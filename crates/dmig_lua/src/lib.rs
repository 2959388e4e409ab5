//! Embedded Lua host for per-record transformation scripts.
//!
//! One [`ScriptHost`] exists per migration invocation. Context-wide
//! bindings (`run`, `persistVal`, storage, uuid, output) are installed
//! once; the per-record bindings (`getRecord`, `sendRecord`, `sendArgs`,
//! `skip`, `finish`) are re-installed before every evaluation, and the
//! script source is evaluated anew for each record.
//!
//! Lua reserves the word `end`, so the binding that terminates a migration
//! is named `finish`.

mod convert;
mod host;

pub use convert::{lua_to_value, record_to_table, table_to_record, value_to_lua};
pub use host::{NoopHooks, RecordOutcome, ScriptHooks, ScriptHost, ScriptOutputLevel};

use thiserror::Error;

/// Script host failures. Evaluation errors are fatal for the migration.
#[derive(Debug, Error)]
pub enum ScriptError {
    #[error("script evaluation failed: {0}")]
    Eval(#[from] mlua::Error),

    #[error("script state poisoned")]
    Poisoned,
}
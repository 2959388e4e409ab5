use dmig_core::{ConfigMap, CoreError, Driver, Record, RecordStream};
use std::any::Any;
use std::fs::File;
use std::path::PathBuf;
use std::thread;

/// Streaming CSV source.
///
/// The first line of the file establishes the column names; each following
/// row becomes one text-valued record. The query string and args are
/// ignored. Reading happens on a producer thread so the file is consumed at
/// the pipeline's pace.
#[derive(Default)]
pub struct CsvDriver {
    file_path: Option<PathBuf>,
}

impl CsvDriver {
    pub fn new() -> Self {
        Self::default()
    }
}

impl Driver for CsvDriver {
    fn configure(&mut self, config: &ConfigMap) -> Result<(), CoreError> {
        self.file_path = Some(PathBuf::from(config.require_str("filePath")?));
        Ok(())
    }

    fn stream_out(&mut self, _query: &str, _args: &[String]) -> Result<RecordStream, CoreError> {
        let path = self
            .file_path
            .clone()
            .ok_or(CoreError::NotConfigured("csv"))?;

        let file = File::open(&path)?;
        let mut reader = csv::Reader::from_reader(file);
        let headers: Vec<String> = reader
            .headers()
            .map_err(|e| CoreError::source_read(format!("{}: bad header: {}", path.display(), e)))?
            .iter()
            .map(str::to_string)
            .collect();

        let (producer, stream) = RecordStream::bounded();

        thread::spawn(move || {
            for row in reader.records() {
                let row = match row {
                    Ok(row) => row,
                    Err(e) => {
                        producer.fail(CoreError::source_read(format!(
                            "{}: {}",
                            path.display(),
                            e
                        )));
                        return;
                    }
                };

                let record: Record = headers
                    .iter()
                    .zip(row.iter())
                    .map(|(column, cell)| (column.clone(), cell.into()))
                    .collect();

                if !producer.send(record) {
                    log::debug!("csv reader for {} detached early", path.display());
                    return;
                }
            }
        });

        Ok(stream)
    }

    fn write_in(
        &mut self,
        _query: &str,
        _args: &[String],
        _record: &Record,
    ) -> Result<(), CoreError> {
        Err(CoreError::not_supported("CSV write is not implemented"))
    }

    fn has_out_query(&self) -> bool {
        false
    }

    fn has_in_query(&self) -> bool {
        false
    }

    fn has_count_query(&self) -> bool {
        false
    }

    fn as_any(&self) -> &dyn Any {
        self
    }
}

#[cfg(test)]
mod tests {
    use super::*;
    use dmig_core::Value;
    use std::io::Write;

    fn csv_file(contents: &str) -> tempfile::NamedTempFile {
        let mut file = tempfile::NamedTempFile::new().unwrap();
        file.write_all(contents.as_bytes()).unwrap();
        file.flush().unwrap();
        file
    }

    fn configured(path: &std::path::Path) -> CsvDriver {
        let mut config = ConfigMap::new();
        config.insert("filePath", path.to_string_lossy().to_string());
        let mut driver = CsvDriver::new();
        driver.configure(&config).unwrap();
        driver
    }

    #[test]
    fn streams_rows_keyed_by_header() {
        let file = csv_file("id,name\n1,Alice\n2,Bob\n");
        let mut driver = configured(file.path());

        let records: Vec<Record> = driver
            .stream_out("", &[])
            .unwrap()
            .map(Result::unwrap)
            .collect();

        assert_eq!(records.len(), 2);
        assert_eq!(records[0].get("id").and_then(Value::as_str), Some("1"));
        assert_eq!(records[0].get("name").and_then(Value::as_str), Some("Alice"));
        assert_eq!(records[1].get("name").and_then(Value::as_str), Some("Bob"));
    }

    #[test]
    fn quoted_cells_keep_commas() {
        let file = csv_file("id,note\n1,\"hello, world\"\n");
        let mut driver = configured(file.path());

        let records: Vec<Record> = driver
            .stream_out("", &[])
            .unwrap()
            .map(Result::unwrap)
            .collect();
        assert_eq!(
            records[0].get("note").and_then(Value::as_str),
            Some("hello, world")
        );
    }

    #[test]
    fn header_only_file_is_an_empty_stream() {
        let file = csv_file("id,name\n");
        let mut driver = configured(file.path());
        assert_eq!(driver.stream_out("", &[]).unwrap().count(), 0);
    }

    #[test]
    fn missing_file_fails_at_stream_open() {
        let mut config = ConfigMap::new();
        config.insert("filePath", "/nonexistent/people.csv");
        let mut driver = CsvDriver::new();
        driver.configure(&config).unwrap();

        assert!(driver.stream_out("", &[]).is_err());
    }

    #[test]
    fn ragged_row_surfaces_as_stream_error() {
        let file = csv_file("id,name\n1,Alice\n2\n");
        let mut driver = configured(file.path());

        let items: Vec<Result<Record, CoreError>> =
            driver.stream_out("", &[]).unwrap().collect();
        assert!(items[0].is_ok());
        assert!(matches!(items[1], Err(CoreError::SourceRead(_))));
    }

    #[test]
    fn write_is_not_implemented() {
        let file = csv_file("id\n");
        let mut driver = configured(file.path());
        let err = driver.write_in("", &[], &Record::new()).unwrap_err();
        assert!(matches!(err, CoreError::NotSupported(_)));
    }

    #[test]
    fn missing_file_path_key_fails_configure() {
        let mut driver = CsvDriver::new();
        let err = driver.configure(&ConfigMap::new()).unwrap_err();
        assert!(matches!(err, CoreError::MissingConfigKey { key } if key == "filePath"));
    }
}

TASK ITEM:
Your answer should be the lines of the records that include the word "headers".

EXERCISE RESULT:
        let headers: Vec<String> = reader
            .headers()
                let record: Record = headers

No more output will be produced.